The FCA analysed detailed evidence about firms and consumers in the travel, gadget, GAP, home emergency, and personal accident add-on insurance markets. The FCA reviewed the experiences of over 1000 consumers and carried out behavioural research to understand if buying decisions are affected by different sales tactics. The FCA also reviewed product literature, sales, pricing, profitability, and claims.

Key findings included:

  • A lack of competition and information at point of sale, preventing consumers from making comparisons and informed decisions about products
  • 25% of consumers who bought insurance as an “add-on” were not aware that they could buy the product separately elsewhere
  • 58% of add-on buyers did not make comparisons with other policies in the market, compared to 22% of buyers of “stand-alone” products
  • Depending on how information about the “add-on” purchase was presented to consumers, they could be up to four times less likely to shop around than they would for “stand-alone” purchases
  • 38% of add-on buyers said they had not planned to buy add-on insurance before the day of purchase
  • 69% of add-on purchasers could not accurately remember how much they paid for the product three to four months later, and 19% could not even remember buying it.
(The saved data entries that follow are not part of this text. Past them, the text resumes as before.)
//! Transcript Sink: the one-shot transcript upload performed at session end.
//!
//! Best effort by contract. No retry, no queue. A failed upload is logged and
//! dropped; nothing here may fail session teardown.

use std::sync::Arc;
use std::time::Duration;

use async_trait::async_trait;
use reqwest::Client;
use serde::Serialize;
use thiserror::Error;
use tokio::task::JoinHandle;
use tokio_util::task::TaskTracker;
use tracing::{error, info};
use uuid::Uuid;

use crate::models::profile::Profile;
use crate::models::transcript::Message;

#[cfg(test)]
pub mod testing;

/// Request body understood by the transcript collector.
#[derive(Debug, Clone, PartialEq, Serialize)]
pub struct TranscriptSubmission {
    pub messages: Vec<Message>,
    #[serde(rename = "formData")]
    pub form_data: Profile,
}

#[derive(Debug, Error)]
pub enum SinkError {
    #[error("HTTP error: {0}")]
    Http(#[from] reqwest::Error),

    #[error("Collector returned status {status}: {body}")]
    Status { status: u16, body: String },
}

#[async_trait]
pub trait TranscriptSink: Send + Sync {
    async fn flush(&self, submission: &TranscriptSubmission) -> Result<(), SinkError>;
}

/// POSTs the submission as JSON to a fixed collector URL.
pub struct HttpTranscriptSink {
    client: Client,
    url: String,
}

impl HttpTranscriptSink {
    pub fn new(url: String, timeout: Duration) -> Result<Self, SinkError> {
        Ok(Self {
            client: Client::builder().timeout(timeout).build()?,
            url,
        })
    }
}

#[async_trait]
impl TranscriptSink for HttpTranscriptSink {
    async fn flush(&self, submission: &TranscriptSubmission) -> Result<(), SinkError> {
        let response = self.client.post(&self.url).json(submission).send().await?;

        let status = response.status();
        if !status.is_success() {
            let body = response.text().await.unwrap_or_default();
            return Err(SinkError::Status {
                status: status.as_u16(),
                body,
            });
        }
        Ok(())
    }
}

/// Runs one flush on the tracker and returns immediately.
///
/// The handle may be awaited for observation; dropping it does not cancel the
/// upload. Failures end as an error log line.
pub fn detach_flush(
    sink: Arc<dyn TranscriptSink>,
    submission: TranscriptSubmission,
    tasks: &TaskTracker,
    session_id: Uuid,
) -> JoinHandle<()> {
    tasks.spawn(async move {
        let count = submission.messages.len();
        match sink.flush(&submission).await {
            Ok(()) => info!(%session_id, messages = count, "Transcript submitted"),
            Err(e) => error!(%session_id, "Failed to send transcript: {e}"),
        }
    })
}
There were particular concerns about GAP insurance, where the sales process in car showrooms often leaves individuals believing that the only source of the product is the showroom where they are buying the car.

The FCA found that the proportion of the retail price that is paid out to settle claims, the claims ratio, is lower than average across these markets and very low in some, indicating that many consumers may be paying for products that are poor value, for example, GAP add-on insurance claims ratios from 2008 to 2012 averaged just 10%, and the claims ratio for add-on personal accident insurance was less than 9%. This compared with 64% for personal insurance sold to consumers, including motor and household insurance.

The FCA is proposing a number of remedies to address issues in the market, including:

  • Imposing a requirement that asks customers who purchase GAP insurance as an add-on to confirm that they want the product in the days following the sale of the primary product
  • banning pre-ticked boxes to ensure consumers actively choose to buy an add-on and are clear when and how they are purchasing a product
  • requiring firms to publish claims ratios to highlight low-value products, pressuring providers to deliver better value to their customers
  • improving the way that add-ons are offered through price comparison websites, including how and when they are introduced.

The FCA is asking for comments on its report and proposals by 8 April 2014.

The market study into general insurance add-on products is the first of its kind by the FCA. In future, these studies will form the mainstay of how the FCA gathers evidence to assess competition problems, and where it can intervene to promote better outcomes for consumers.